Women today are being taken more seriously in the realm of concert music, though the statistics of recognition, prizes, employment, and overall opportunities are still biased toward men.

==Institutional training==

Professional classical composers often have a background in performing classical music during their childhood and teens, either as a singer in a choir, as a player in a youth orchestra, or as a performer on a solo instrument (e.g., piano, pipe organ, or violin). Teens aspiring to be composers can continue their postsecondary studies in a variety of formal training settings, including colleges, conservatories, and universities. Conservatories, which are the standard musical training system in countries such as France and Canada, provide lessons and amateur orchestral and choral singing experience for composition students. Universities offer a range of composition programs, including bachelor's degrees, Master of Music degrees, and Doctor of Musical Arts degrees. As well, there are a variety of other training programs such as classical summer camps and festivals, which give students the opportunity to get coaching from composers.

===Undergraduate===
Bachelor's degrees in composition (referred to as B.Mus. or B.M) are four-year programs that include individual composition lessons, amateur orchestra/choral experience, and a sequence of courses in music history, music theory, and liberal arts courses (e.g., English literature), which give the student a more well-rounded education. Usually, composition students must complete significant pieces or songs before graduating. Not all composers hold a B.Mus. in composition; composers may also hold a B.Mus. in music performance or music theory.

===Masters===
Master of Music degrees (M.mus.) in composition consists of private lessons with a composition professor, ensemble experience, and graduate courses in music history and music theory, along with one or two concerts featuring the composition student's pieces.

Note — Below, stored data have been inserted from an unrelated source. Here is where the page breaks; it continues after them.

use crate::sql::base::error::{ConnectorError, DbError};
use async_trait::async_trait;
use model::{core::value::Value, records::table::ResultTable};
use planner::query::dialect::Dialect;

#[derive(Debug, Clone, Copy, PartialEq, Eq)]
pub enum DatabaseKind {
    MySql,
    Postgres,
    Sqlite,
}

/// A read-only SQL backend.
///
/// Implementations hold connection settings only. Every call opens its own
/// connection and releases it before returning, on success and on error.
/// Dropping the returned future mid-flight releases the connection as well.
#[async_trait]
pub trait SqlConnector: Send + Sync {
    fn from_url(url: &str) -> Result<Self, ConnectorError>
    where
        Self: Sized;

    /// Runs one parameterized statement and materializes every row.
    async fn query_table(&self, sql: &str, params: Vec<Value>) -> Result<ResultTable, DbError>;

    /// Opens a connection and runs `SELECT 1`.
    async fn ping(&self) -> Result<(), DbError>;

    fn dialect(&self) -> &dyn Dialect;

    fn kind(&self) -> DatabaseKind;
}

A master's degree in music (referred to as an M.Mus. or M.M.) is often a required minimum credential for people who wish to teach composition at a university or conservatory. A composer with an M.Mus. could be an adjunct professor or instructor at a university, but it would be difficult in the 2010s to obtain a tenure track professor position with this degree.

===Doctoral===
To become a tenure track professor, many universities require a doctoral degree. In composition, the key doctoral degree is the Doctor of Musical Arts, rather than the PhD; the PhD is awarded in music, but typically for subjects such as musicology and music theory.

Doctor of Musical Arts (referred to as D.M.A., DMA, D.Mus.A. or A.Mus.D) degrees in composition provide an opportunity for advanced study at the highest artistic and pedagogical level, requiring usually an additional 54+ credit hours beyond a master's degree (which is about 30+ credits beyond a bachelor's degree). For this reason, admission is highly selective. Students must submit examples of their compositions. If available, some schools will also accept video or audio recordings of performances of the student's pieces. Examinations in music history, music theory, ear training/dictation, and an entrance examination are required.

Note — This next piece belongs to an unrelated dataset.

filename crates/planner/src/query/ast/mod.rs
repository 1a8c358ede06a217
pub mod common;
pub mod expr;
pub mod select;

Students must prepare significant compositions under the guidance of faculty composition professors. Some schools require DMA composition students to present concerts of their works, which are typically performed by singers or musicians from the school. The completion of advanced coursework and a minimum B average are other typical requirements of a D.M.A program. During a D.M.A. program, a composition student may get experience teaching undergraduate music students.